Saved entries
= = = = =

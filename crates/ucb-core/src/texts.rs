//! Outbound message copy and keyboard layouts.
//!
//! All user-visible strings live here so the handlers stay control-flow
//! only. Rendered in Telegram's legacy markdown, the mode the web app's
//! own copy is written for.

use chrono::Utc;

use crate::{
    domain::{UserId, UserInfo},
    messaging::types::{InlineButton, InlineKeyboard},
};

/// Callback-data prefix for the subscription re-check button.
pub const CHECK_SUB_PREFIX: &str = "check_sub_";

pub fn check_sub_callback(user: UserId) -> String {
    format!("{CHECK_SUB_PREFIX}{}", user.0)
}

/// The two-button layout every denied user gets: subscribe link (when one
/// is known) plus a re-check button keyed to their own id.
pub fn subscribe_keyboard(user: UserId, subscribe_url: Option<&str>) -> InlineKeyboard {
    let mut rows = Vec::new();
    if let Some(url) = subscribe_url {
        rows.push(vec![InlineButton::Url {
            label: "📢 Subscribe to the channel".to_string(),
            url: url.to_string(),
        }]);
    }
    rows.push(vec![InlineButton::Callback {
        label: "🔄 Check subscription".to_string(),
        data: check_sub_callback(user),
    }]);
    InlineKeyboard::new(rows)
}

pub fn webapp_keyboard(url: &str) -> InlineKeyboard {
    InlineKeyboard::new(vec![vec![InlineButton::WebApp {
        label: "🧮 Open the calculator".to_string(),
        url: url.to_string(),
    }]])
}

pub fn channel_label(channel_id: Option<&str>) -> String {
    channel_id.unwrap_or("the channel").to_string()
}

pub fn timestamp_now() -> String {
    Utc::now().format("%d.%m.%Y %H:%M:%S").to_string()
}

// ---------- command replies ----------

pub fn welcome_denied(channel: &str) -> String {
    format!(
        "👋 *Welcome to the unit-economics calculator!*\n\n\
         ❌ To use the calculator you need to subscribe to {channel}.\n\n\
         📊 After subscribing you get access to:\n\
         • Margin and profitability breakdowns\n\
         • Profit at different tax rates\n\
         • Full marketplace fee accounting\n\
         • Export of your results"
    )
}

pub fn welcome_granted() -> String {
    "👋 *Welcome to the unit-economics calculator!*\n\n\
     This tool estimates the profitability of marketplace listings.\n\n\
     🎯 *How to use it:*\n\
     1. Press \"Open the calculator\"\n\
     2. Fill in your product numbers\n\
     3. Get the detailed breakdown\n\
     4. Share or export the results"
        .to_string()
}

pub fn subscribe_prompt(channel: &str) -> String {
    format!("❌ To use the bot you need to subscribe to {channel}.")
}

pub fn help_text(support: &str) -> String {
    format!(
        "🆘 *Using the calculator*\n\n\
         📋 *Inputs:* units sold, logistics, fulfilment, marketplace \
         commission, storage, advertising, purchase price, sale price, \
         buyout rate.\n\n\
         📈 *Outputs:* margin, profitability and profit at each tax rate.\n\n\
         💡 Use real numbers and recalculate whenever the marketplace \
         changes its fees.\n\n\
         📞 *Support:* {support}"
    )
}

pub fn about_text(support: &str) -> String {
    format!(
        "ℹ️ *About the unit-economics calculator*\n\n\
         A web-app calculator for marketplace sellers: all fees and taxes \
         accounted for, results shareable and exportable as JSON.\n\n\
         🚀 *Version:* 1.0.0\n\
         📞 *Contact:* {support}"
    )
}

pub fn stats_text(web_app_url: Option<&str>, time: &str) -> String {
    format!(
        "📊 *Calculator status*\n\n\
         🤖 *Bot:* up and running\n\
         🌐 *Web app:* {}\n\
         🕐 *Time:* {time}",
        web_app_url.unwrap_or("not configured")
    )
}

pub fn stats_denied() -> String {
    "❌ This command is available to the administrator only.".to_string()
}

pub fn check_report(channel: Option<&str>, user: UserId, subscribed: bool) -> String {
    let status = if subscribed {
        "✅ subscribed"
    } else {
        "❌ not subscribed"
    };
    format!(
        "Subscription check:\nChannel: {}\nUser: `{}`\nStatus: {status}",
        channel.unwrap_or("not configured"),
        user.0
    )
}

pub fn command_reminder() -> String {
    "🤖 Available commands:\n\
     /start — open the calculator\n\
     /help — help\n\
     /about — about the bot"
        .to_string()
}

// ---------- payload replies ----------

pub fn share_default_message() -> String {
    "Calculation results".to_string()
}

pub fn export_default_message() -> String {
    "Data export".to_string()
}

pub fn export_caption() -> String {
    "📎 Calculation data as JSON for further analysis".to_string()
}

pub fn export_degraded() -> String {
    "📊 Export complete! (JSON file unavailable)".to_string()
}

pub fn payload_parse_error() -> String {
    "❌ Could not process the data. Please try again.".to_string()
}

pub fn handler_error(support: &str) -> String {
    format!("❌ Something went wrong. Please contact {support}.")
}

// ---------- subscription callback ----------

pub fn callback_confirmed_text() -> String {
    "✅ Great, subscription confirmed!\n\n\
     You can use the unit-economics calculator now.\n\
     Press /start to open it."
        .to_string()
}

pub fn callback_denied_text(channel: &str) -> String {
    format!(
        "❌ Subscription not found.\n\n\
         Please subscribe to {channel} and press \"Check subscription\" again."
    )
}

pub fn toast_confirmed() -> String {
    "✅ Subscription confirmed!".to_string()
}

pub fn toast_denied() -> String {
    "❌ Subscription not found".to_string()
}

// ---------- admin notifications ----------

pub fn admin_startup(time: &str) -> String {
    format!(
        "🚀 *Calculator bot started!*\n\n\
         ✅ Up and ready for updates\n\
         🕐 Started at: {time}"
    )
}

pub fn admin_new_session(user: &UserInfo, time: &str) -> String {
    format!(
        "🆕 *New user opened the calculator!*\n\n\
         👤 *User:* {}\n\
         🆔 *ID:* `{}`\n\
         📱 *Username:* {}\n\
         🕐 *Time:* {time}",
        user.display_name(),
        user.id.0,
        user.username_label()
    )
}

pub fn admin_shared(user: &UserInfo, time: &str) -> String {
    format!(
        "📊 *User shared a calculation!*\n\n\
         👤 *User:* {}\n\
         🆔 *ID:* `{}`\n\
         🕐 *Time:* {time}\n\
         🧮 *Action:* shared calculation results",
        user.display_name(),
        user.id.0
    )
}

pub fn admin_exported(user: &UserInfo, time: &str, file_sent: bool) -> String {
    let delivery = if file_sent {
        "💾 *Data:* JSON file sent"
    } else {
        "💾 *Data:* JSON file unavailable"
    };
    format!(
        "📤 *User exported their data!*\n\n\
         👤 *User:* {}\n\
         🆔 *ID:* `{}`\n\
         🕐 *Time:* {time}\n\
         📊 *Action:* full calculation export\n\
         {delivery}",
        user.display_name(),
        user.id.0
    )
}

= = = = =

Exercise goal – In the records above, find each line holding "marketplace" and copy it.

Written answer –
         • Full marketplace fee accounting\n\
     This tool estimates the profitability of marketplace listings.\n\n\
         📋 *Inputs:* units sold, logistics, fulfilment, marketplace \
         💡 Use real numbers and recalculate whenever the marketplace \
         A web-app calculator for marketplace sellers: all fees and taxes \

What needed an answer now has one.